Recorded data

· · · · · · ·

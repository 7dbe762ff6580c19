use axum::extract::rejection::JsonRejection;
use axum::http::StatusCode;
use axum::response::{IntoResponse, Response};
use axum::Json;
use serde_json::json;

use relay_core::RelayError;

/// Boundary wrapper that renders a `RelayError` as `{error, kind}`.
#[derive(Debug)]
pub struct ApiError(pub RelayError);

impl ApiError {
    pub fn status(&self) -> StatusCode {
        match &self.0 {
            RelayError::MalformedRequest(_) => StatusCode::BAD_REQUEST,
            RelayError::NotFound(_) => StatusCode::NOT_FOUND,
            RelayError::PersistenceFailure(_) => StatusCode::INTERNAL_SERVER_ERROR,
            RelayError::ChannelUnavailable { .. } => StatusCode::SERVICE_UNAVAILABLE,
        }
    }
}

impl From<RelayError> for ApiError {
    fn from(e: RelayError) -> Self {
        Self(e)
    }
}

impl From<JsonRejection> for ApiError {
    fn from(rejection: JsonRejection) -> Self {
        Self(RelayError::MalformedRequest(rejection.body_text()))
    }
}

impl IntoResponse for ApiError {
    fn into_response(self) -> Response {
        let status = self.status();
        if self.0.is_client_error() {
            tracing::debug!(kind = self.0.kind(), error = %self.0, "request rejected");
        } else {
            tracing::error!(kind = self.0.kind(), error = %self.0, "request failed");
        }
        let body = json!({
            "error": self.0.to_string(),
            "kind": self.0.kind(),
        });
        (status, Json(body)).into_response()
    }
}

· · · · · · ·

Exercise goal: Reproduce all the entries above. Match them exactly.

Result for this exercise:
repository 7dbe762ff6580c19
use axum::extract::rejection::JsonRejection;
use axum::http::StatusCode;
use axum::response::{IntoResponse, Response};
use axum::Json;
use serde_json::json;

use relay_core::RelayError;

/// Boundary wrapper that renders a `RelayError` as `{error, kind}`.
#[derive(Debug)]
pub struct ApiError(pub RelayError);

impl ApiError {
    pub fn status(&self) -> StatusCode {
        match &self.0 {
            RelayError::MalformedRequest(_) => StatusCode::BAD_REQUEST,
            RelayError::NotFound(_) => StatusCode::NOT_FOUND,
            RelayError::PersistenceFailure(_) => StatusCode::INTERNAL_SERVER_ERROR,
            RelayError::ChannelUnavailable { .. } => StatusCode::SERVICE_UNAVAILABLE,
        }
    }
}

impl From<RelayError> for ApiError {
    fn from(e: RelayError) -> Self {
        Self(e)
    }
}

impl From<JsonRejection> for ApiError {
    fn from(rejection: JsonRejection) -> Self {
        Self(RelayError::MalformedRequest(rejection.body_text()))
    }
}

impl IntoResponse for ApiError {
    fn into_response(self) -> Response {
        let status = self.status();
        if self.0.is_client_error() {
            tracing::debug!(kind = self.0.kind(), error = %self.0, "request rejected");
        } else {
            tracing::error!(kind = self.0.kind(), error = %self.0, "request failed");
        }
        let body = json!({
            "error": self.0.to_string(),
            "kind": self.0.kind(),
        });
        (status, Json(body)).into_response()
    }
}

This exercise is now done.